Uncle MOOC will be looking after you for a few weeks…
A metaphor is always a handy way to get a grip on something new (as long as one is aware of its limitations). My attitude to MOOCs changes on a weekly basis, and so does my MOOC metaphor – I'm sure you've got one of your own: the MP3 of education, this year's SecondLife, industrial revolution applied to education, a giraffe smoking a cheroot rollerblading down the Champs-Elysees – it can be pretty much whatever you want. So here is this week's MOOC metaphor.
MOOCs are like the patronising uncle who has yet to have a child of his own. They are great fun for the nieces and nephews, they are inventive, playful, and the kids always look forward to them arriving. But this uncle secretly (and after a couple of beers, not so secretly) thinks he could do a better job at raising the kids than the parents. He may also think they prefer him to their actual mum and dad. "Why don't they do all the stuff I do with them?" he thinks. "I'm great at getting them out of a tantrum, I do my distraction technique and they forget it. I never see their dad doing that," he compliments himself. "I would have a set of rules that the kids would respect and obey, not this slapdash approach," he vows.

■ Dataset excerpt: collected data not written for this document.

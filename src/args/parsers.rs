use std::time::Duration;

use super::types::PositiveUsize;
use crate::error::{AppError, AppResult, ValidationError};

pub(super) fn parse_positive_usize(s: &str) -> AppResult<PositiveUsize> {
    s.parse::<PositiveUsize>().map_err(AppError::from)
}

/// Parses `<number>[ms|s|m|h]`; a bare number is seconds.
pub(crate) fn parse_duration_value(s: &str) -> Result<Duration, ValidationError> {
    let value = s.trim();
    if value.is_empty() {
        return Err(ValidationError::DurationEmpty);
    }

    let mut digits_len = 0usize;
    for ch in value.chars() {
        if ch.is_ascii_digit() {
            digits_len = digits_len.saturating_add(1);
        } else {
            break;
        }
    }
    if digits_len == 0 {
        return Err(ValidationError::InvalidDurationFormat {
            value: value.to_owned(),
        });
    }
    let (num_part, unit_part) = value.split_at(digits_len);
    let number: u64 =
        num_part
            .parse()
            .map_err(|err| ValidationError::InvalidDurationNumber {
                value: value.to_owned(),
                source: err,
            })?;

    let unit = if unit_part.is_empty() { "s" } else { unit_part };
    let duration = match unit {
        "ms" => Duration::from_millis(number),
        "s" => Duration::from_secs(number),
        "m" => {
            let secs = number
                .checked_mul(60)
                .ok_or(ValidationError::DurationOverflow)?;
            Duration::from_secs(secs)
        }
        "h" => {
            let secs = number
                .checked_mul(60)
                .and_then(|seconds| seconds.checked_mul(60))
                .ok_or(ValidationError::DurationOverflow)?;
            Duration::from_secs(secs)
        }
        _ => {
            return Err(ValidationError::InvalidDurationUnit {
                unit: unit.to_owned(),
            });
        }
    };

    if duration.as_millis() == 0 {
        return Err(ValidationError::DurationZero);
    }

    Ok(duration)
}

pub(super) fn parse_duration_arg(s: &str) -> AppResult<Duration> {
    parse_duration_value(s).map_err(AppError::from)
}
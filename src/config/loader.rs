use std::path::{Path, PathBuf};

use crate::error::{AppError, AppResult, ConfigError};

use super::types::ConfigFile;

/// Config files picked up from the working directory when `--config` is absent.
const DEFAULT_CONFIG_FILES: [&str; 2] = ["widget-loader.toml", "widget-loader.json"];

/// Loads a configuration file from the provided path or default locations.
///
/// # Errors
///
/// Returns an error when the config file cannot be read or parsed.
pub fn load_config(path: Option<&str>) -> AppResult<Option<ConfigFile>> {
    if let Some(path) = path {
        let path = PathBuf::from(path);
        return Ok(Some(load_config_file(&path)?));
    }

    for candidate in DEFAULT_CONFIG_FILES {
        let path = PathBuf::from(candidate);
        if path.exists() {
            return Ok(Some(load_config_file(&path)?));
        }
    }

    Ok(None)
}

pub(crate) fn load_config_file(path: &Path) -> AppResult<ConfigFile> {
    let content = std::fs::read_to_string(path).map_err(|err| {
        AppError::config(ConfigError::ReadConfig {
            path: path.to_path_buf(),
            source: err,
        })
    })?;
    match path.extension().and_then(|ext| ext.to_str()) {
        Some("toml") => toml::from_str(&content).map_err(|err| {
            AppError::config(ConfigError::ParseToml {
                path: path.to_path_buf(),
                source: err,
            })
        }),
        Some("json") => serde_json::from_str(&content).map_err(|err| {
            AppError::config(ConfigError::ParseJson {
                path: path.to_path_buf(),
                source: err,
            })
        }),
        Some(ext) => Err(AppError::config(ConfigError::UnsupportedExtension {
            ext: ext.to_owned(),
        })),
        None => Err(AppError::config(ConfigError::MissingExtension)),
    }
}
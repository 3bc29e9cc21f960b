use std::time::Duration;

use thiserror::Error;

#[derive(Debug, Error)]
pub enum SinkError {
    #[error("Failed to format sample: {source}")]
    WriteLine {
        #[source]
        source: std::fmt::Error,
    },
    #[error("Failed to connect to line-protocol sink '{address}': {source}")]
    Connect {
        address: String,
        #[source]
        source: std::io::Error,
    },
    #[error("Failed to write to line-protocol sink '{address}': {source}")]
    Write {
        address: String,
        #[source]
        source: std::io::Error,
    },
    #[error("Metrics sink '{address}' did not respond within {timeout:?}")]
    Timeout { address: String, timeout: Duration },
    #[error("Invalid Prometheus sink URL '{url}': {source}")]
    InvalidUrl {
        url: String,
        #[source]
        source: url::ParseError,
    },
    #[error("Failed to build sink HTTP client: {source}")]
    BuildClient {
        #[source]
        source: reqwest::Error,
    },
    #[error("Failed to send metrics to '{url}': {source}")]
    Request {
        url: String,
        #[source]
        source: reqwest::Error,
    },
    #[error("Failed to send metrics: status={status}, response={body}")]
    UnexpectedStatus { status: u16, body: String },
    #[cfg(test)]
    #[error("Test expectation failed: {message}")]
    TestExpectation { message: &'static str },
}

And then, of course, he has kids of his own. Suddenly he realises he has to work as well as raise the kids, that his distraction techniques don't work with a tired 6 month old at 3 in the morning, that he has to do it every single day and getting the basic stuff done like feeding, bathing, looking after them is a real achievement in itself.

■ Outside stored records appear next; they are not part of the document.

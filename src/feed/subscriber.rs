//! Feed Subscriber
//!
//! Subscribes to the quote publisher over UDP, renews the subscription every
//! period and pushes each received datagram through the session.
//!
//! A subscription is a 6-byte datagram to the publisher: the listener's
//! IPv4 address followed by its port (big-endian).

use chrono::Utc;
use eyre::{eyre, Result};
use std::net::SocketAddr;
use std::time::Duration;
use tokio::net::UdpSocket;
use tokio::time::{timeout_at, Instant};
use tracing::{debug, info, warn};

use super::wire::{decode_datagram, RECORD_SIZE};
use crate::cartographer::QuoteEvent;
use crate::config::Config;
use crate::session::{ArbitrageSession, Opportunity};

/// Subscription message for a listener bound at `addr`
pub fn subscription_message(addr: SocketAddr) -> Result<[u8; 6]> {
    let SocketAddr::V4(v4) = addr else {
        return Err(eyre!("cannot subscribe from IPv6 address {}", addr));
    };

    let mut msg = [0u8; 6];
    msg[..4].copy_from_slice(&v4.ip().octets());
    msg[4..].copy_from_slice(&v4.port().to_be_bytes());
    Ok(msg)
}

/// UDP listener for the quote feed
pub struct FeedSubscriber {
    socket: UdpSocket,
    local_addr: SocketAddr,
    publisher: SocketAddr,
    subscription_period: Duration,
    buffer: Vec<u8>,
}

impl FeedSubscriber {
    /// Bind the listener socket
    pub async fn bind(config: &Config) -> Result<Self> {
        let socket = UdpSocket::bind(config.listen_addr).await?;
        let local_addr = socket.local_addr()?;
        info!("Created listener socket {} in subscriber", local_addr);

        Ok(Self {
            socket,
            local_addr,
            publisher: config.publisher_addr,
            subscription_period: config.subscription_period(),
            buffer: vec![0u8; config.recv_buffer_bytes.max(RECORD_SIZE)],
        })
    }

    pub fn local_addr(&self) -> SocketAddr {
        self.local_addr
    }

    /// Send the subscription message to the publisher
    pub async fn subscribe(&self) -> Result<()> {
        let msg = subscription_message(self.local_addr)?;
        self.socket.send_to(&msg, self.publisher).await?;
        info!("Subscribed to publisher {}", self.publisher);
        Ok(())
    }

    /// Run subscription windows back to back, forever
    pub async fn run<F>(&mut self, session: &mut ArbitrageSession, mut on_opportunity: F) -> Result<()>
    where
        F: FnMut(&Opportunity),
    {
        loop {
            self.run_window(session, &mut on_opportunity).await?;
        }
    }

    /// One subscription window: clear the graph, subscribe, then ingest
    /// datagrams until the subscription period has elapsed.
    pub async fn run_window<F>(&mut self, session: &mut ArbitrageSession, on_opportunity: &mut F) -> Result<()>
    where
        F: FnMut(&Opportunity),
    {
        session.renew();
        self.subscribe().await?;

        let deadline = Instant::now() + self.subscription_period;

        loop {
            let len = match timeout_at(deadline, self.socket.recv(&mut self.buffer)).await {
                Err(_) => break,
                Ok(Ok(len)) => len,
                Ok(Err(e)) => {
                    warn!("Receive failed: {}", e);
                    continue;
                }
            };

            let events = decode_events(&self.buffer[..len]);
            debug!("Received {} bytes, {} quotes", len, events.len());

            if let Some(opportunity) = session.process_batch(&events, Utc::now()) {
                on_opportunity(&opportunity);
            }
        }

        let stats = session.stats();
        info!(
            "{} subscription expired: {} applied, {} out of sequence, {} rejected, {} evicted, {} opportunities",
            self.local_addr,
            stats.applied,
            stats.out_of_sequence,
            stats.rejected,
            stats.evicted,
            stats.opportunities
        );

        Ok(())
    }
}

/// Decode a datagram, logging and dropping malformed records
pub fn decode_events(data: &[u8]) -> Vec<QuoteEvent> {
    decode_datagram(data)
        .enumerate()
        .filter_map(|(idx, record)| match record {
            Ok(event) => Some(event),
            Err(e) => {
                let start = idx * RECORD_SIZE;
                let end = (start + RECORD_SIZE).min(data.len());
                warn!(
                    "Skipping malformed record #{}: {} (0x{})",
                    idx,
                    e,
                    hex::encode(&data[start..end])
                );
                None
            }
        })
        .collect()
}

#[cfg(test)]
mod tests {
    use super::*;
    use crate::cartographer::Currency;
    use crate::config::DetectorSettings;
    use crate::feed::encode_record;

    #[test]
    fn test_subscription_message() {
        let msg = subscription_message("127.0.0.1:50411".parse().unwrap()).unwrap();
        assert_eq!(msg, [127, 0, 0, 1, 0xC4, 0xEB]);

        assert!(subscription_message("[::1]:5000".parse().unwrap()).is_err());
    }

    #[test]
    fn test_decode_events_drops_bad_records() {
        let event = QuoteEvent::new(Currency::USD, "EUR".parse().unwrap(), 0.92, Utc::now());
        let mut data = encode_record(&event).to_vec();
        let mut bad = encode_record(&event);
        bad[8] = 0x07;
        data.extend_from_slice(&bad);
        data.extend_from_slice(&encode_record(&event));

        let events = decode_events(&data);
        assert_eq!(events.len(), 2);
        assert_eq!(events[0].quote.as_str(), "EUR");
    }

    #[tokio::test]
    async fn test_window_subscribes_and_ingests() {
        let publisher = UdpSocket::bind("127.0.0.1:0").await.unwrap();

        let config = Config {
            publisher_addr: publisher.local_addr().unwrap(),
            listen_addr: "127.0.0.1:0".parse().unwrap(),
            subscription_secs: 1,
            ..Config::default()
        };
        let mut subscriber = FeedSubscriber::bind(&config).await.unwrap();
        let mut session = ArbitrageSession::new(DetectorSettings::default());

        let listener = subscriber.local_addr();
        let feed = tokio::spawn(async move {
            let mut buf = [0u8; 16];
            let (len, from) = publisher.recv_from(&mut buf).await.unwrap();
            assert_eq!(from, listener);
            assert_eq!(&buf[..len], &subscription_message(listener).unwrap());

            let now = Utc::now();
            let mut datagram = Vec::new();
            for (base, quote, rate) in [("USD", "EUR", 0.9), ("EUR", "GBP", 0.8), ("GBP", "USD", 1.5)] {
                let event = QuoteEvent::new(base.parse().unwrap(), quote.parse().unwrap(), rate, now);
                datagram.extend_from_slice(&encode_record(&event));
            }
            publisher.send_to(&datagram, listener).await.unwrap();
        });

        let mut found = Vec::new();
        subscriber
            .run_window(&mut session, &mut |opp: &Opportunity| found.push(opp.clone()))
            .await
            .unwrap();
        feed.await.unwrap();

        assert_eq!(found.len(), 1);
        assert!(found[0].report.is_profitable(crate::brain::DEFAULT_TOLERANCE));
        assert_eq!(session.stats().applied, 3);
    }
}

This is how I sometimes feel about MOOCs and their relationship to formal education. They are good fun, they offer something new, a lot of learners really enjoy them. But they shouldn't kid themselves they can do the robust, day to day stuff better than the existing system. If they had to, they'd soon find that a lot of their energy is spent on the not-so-fun stuff, because that is required of them. But, like our friendly uncle they do also make the parents think "maybe we should go to the zoo more often," and "he does know how to get the best out of Tommy, I could learn something there".

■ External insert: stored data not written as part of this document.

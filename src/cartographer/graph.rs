//! Rate Graph
//!
//! Directed currency graph with `-ln(rate)` edge weights. Every edge carries
//! the timestamp of its last update in the same record, so a weight can never
//! change without its timestamp.

use chrono::{DateTime, Duration, Utc};
use petgraph::graphmap::DiGraphMap;
use tracing::debug;

use super::quote::{validate_rate, Currency};
use crate::error::QuoteError;

/// Edge data in the rate graph
#[derive(Debug, Clone, Copy, PartialEq)]
pub struct RateEdge {
    /// `-ln(rate)` in the direction of the edge
    pub weight: f64,
    /// Origination time of the quote that last wrote this edge
    pub updated_at: DateTime<Utc>,
}

impl RateEdge {
    /// Plain exchange rate for traversing this edge
    pub fn rate(&self) -> f64 {
        (-self.weight).exp()
    }

    /// Age of the edge at `now`
    pub fn age(&self, now: DateTime<Utc>) -> Duration {
        now - self.updated_at
    }
}

/// The exchange rate graph for one feed session
#[derive(Debug, Clone, Default)]
pub struct RateGraph {
    graph: DiGraphMap<Currency, RateEdge>,
}

impl RateGraph {
    pub fn new() -> Self {
        Self {
            graph: DiGraphMap::new(),
        }
    }

    /// Apply a published rate `base -> quote`.
    ///
    /// Writes the forward edge (`-ln(rate)`) and the implied reverse edge
    /// (`+ln(rate)`) with the same timestamp. Invalid rates are rejected
    /// before anything is touched. Sequence checks are the caller's job,
    /// see [`RateGraph::is_out_of_sequence`].
    pub fn apply_update(
        &mut self,
        base: Currency,
        quote: Currency,
        rate: f64,
        timestamp: DateTime<Utc>,
    ) -> Result<(), QuoteError> {
        validate_rate(base, quote, rate)?;

        let log_rate = rate.ln();
        self.graph.add_edge(
            base,
            quote,
            RateEdge {
                weight: -log_rate,
                updated_at: timestamp,
            },
        );
        self.graph.add_edge(
            quote,
            base,
            RateEdge {
                weight: log_rate,
                updated_at: timestamp,
            },
        );

        Ok(())
    }

    /// True iff `base -> quote` already has a newer timestamp than `timestamp`.
    /// A pair that has never been seen is never out of sequence.
    pub fn is_out_of_sequence(
        &self,
        base: Currency,
        quote: Currency,
        timestamp: DateTime<Utc>,
    ) -> bool {
        self.graph
            .edge_weight(base, quote)
            .is_some_and(|edge| timestamp < edge.updated_at)
    }

    /// Directed edges whose age at `now` is at least `stale_after`
    pub fn find_stale_edges(&self, now: DateTime<Utc>, stale_after: Duration) -> Vec<(Currency, Currency)> {
        self.graph
            .all_edges()
            .filter(|(_, _, edge)| edge.age(now) >= stale_after)
            .map(|(from, to, _)| (from, to))
            .collect()
    }

    /// Remove one directed edge. The reverse edge is left alone.
    /// Returns the removed edge, or `None` if it was already gone.
    pub fn evict_edge(&mut self, from: Currency, to: Currency) -> Option<RateEdge> {
        let removed = self.graph.remove_edge(from, to);
        if removed.is_some() {
            debug!("Removed stale quote for ({}, {})", from, to);
        }
        removed
    }

    /// Drop every currency and edge
    pub fn clear(&mut self) {
        self.graph.clear();
    }

    /// True iff no currency has been seen since the last clear
    pub fn is_empty(&self) -> bool {
        self.graph.node_count() == 0
    }

    pub fn contains(&self, currency: Currency) -> bool {
        self.graph.contains_node(currency)
    }

    pub fn edge(&self, from: Currency, to: Currency) -> Option<&RateEdge> {
        self.graph.edge_weight(from, to)
    }

    /// All currencies, in first-seen order
    pub fn currencies(&self) -> impl Iterator<Item = Currency> + '_ {
        self.graph.nodes()
    }

    /// All directed edges, in first-written order
    pub fn edges(&self) -> impl Iterator<Item = (Currency, Currency, &RateEdge)> + '_ {
        self.graph.all_edges()
    }

    pub fn node_count(&self) -> usize {
        self.graph.node_count()
    }

    pub fn edge_count(&self) -> usize {
        self.graph.edge_count()
    }
}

So when I see pieces like this announcement that Georgia Tech are offering an online Masters (they don't even have the good grace to blush when they use the term 'MOOC 2.0") it begins to sound not unlike, ooh, I don't know, an Open University (but with cheaper staff support). This makes me think – this is the first signs of MOOCs discovering that it wasn't quite as easy as they thought, but they still like to dress it up as a revolution.
That's my metaphor for the week, I'm sure Dominik has some better ones. What's your MOOC metaphor?